● **ASSIGNMENT**:
Please count the lines below that contain the word "trim", and reply with that number alone.

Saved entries
- Opening Delimiter -

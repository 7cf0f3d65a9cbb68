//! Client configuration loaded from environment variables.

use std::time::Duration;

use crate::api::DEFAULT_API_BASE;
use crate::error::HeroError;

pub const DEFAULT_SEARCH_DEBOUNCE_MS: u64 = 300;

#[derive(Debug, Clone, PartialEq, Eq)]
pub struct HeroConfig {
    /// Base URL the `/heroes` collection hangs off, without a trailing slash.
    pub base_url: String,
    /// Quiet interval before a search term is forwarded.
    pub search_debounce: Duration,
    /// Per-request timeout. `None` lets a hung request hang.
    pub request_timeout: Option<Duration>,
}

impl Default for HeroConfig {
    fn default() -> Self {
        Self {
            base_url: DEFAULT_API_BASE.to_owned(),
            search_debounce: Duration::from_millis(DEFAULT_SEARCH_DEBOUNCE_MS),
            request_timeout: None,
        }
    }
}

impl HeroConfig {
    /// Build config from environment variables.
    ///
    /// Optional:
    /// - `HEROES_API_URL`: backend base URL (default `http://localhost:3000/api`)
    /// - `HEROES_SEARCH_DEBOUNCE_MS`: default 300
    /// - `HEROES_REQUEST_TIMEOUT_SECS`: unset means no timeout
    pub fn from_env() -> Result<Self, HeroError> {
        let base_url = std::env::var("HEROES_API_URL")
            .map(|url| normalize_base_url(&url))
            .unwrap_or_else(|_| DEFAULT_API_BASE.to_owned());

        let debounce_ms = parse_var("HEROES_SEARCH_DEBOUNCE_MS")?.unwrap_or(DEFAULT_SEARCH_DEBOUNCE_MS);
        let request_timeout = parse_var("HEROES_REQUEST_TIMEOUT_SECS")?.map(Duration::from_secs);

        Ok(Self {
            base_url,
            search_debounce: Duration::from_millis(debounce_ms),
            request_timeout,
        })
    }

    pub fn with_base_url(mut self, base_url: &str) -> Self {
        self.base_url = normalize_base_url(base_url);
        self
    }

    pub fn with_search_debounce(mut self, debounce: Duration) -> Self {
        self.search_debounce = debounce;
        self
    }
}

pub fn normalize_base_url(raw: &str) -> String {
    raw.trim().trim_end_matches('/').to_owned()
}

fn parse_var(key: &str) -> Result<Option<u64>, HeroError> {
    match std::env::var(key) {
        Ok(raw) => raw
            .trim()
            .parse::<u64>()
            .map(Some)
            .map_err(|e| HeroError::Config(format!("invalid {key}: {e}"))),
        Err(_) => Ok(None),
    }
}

- Closing Delimiter -
- Opening Delimiter -

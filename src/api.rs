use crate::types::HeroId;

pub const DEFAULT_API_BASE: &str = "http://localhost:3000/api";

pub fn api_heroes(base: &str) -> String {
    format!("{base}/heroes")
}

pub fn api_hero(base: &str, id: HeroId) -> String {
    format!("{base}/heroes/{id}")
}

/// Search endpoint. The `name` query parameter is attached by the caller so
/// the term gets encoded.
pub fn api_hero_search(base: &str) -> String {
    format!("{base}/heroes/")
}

- Closing Delimiter -

● **EXERCISE ANSWER**:
2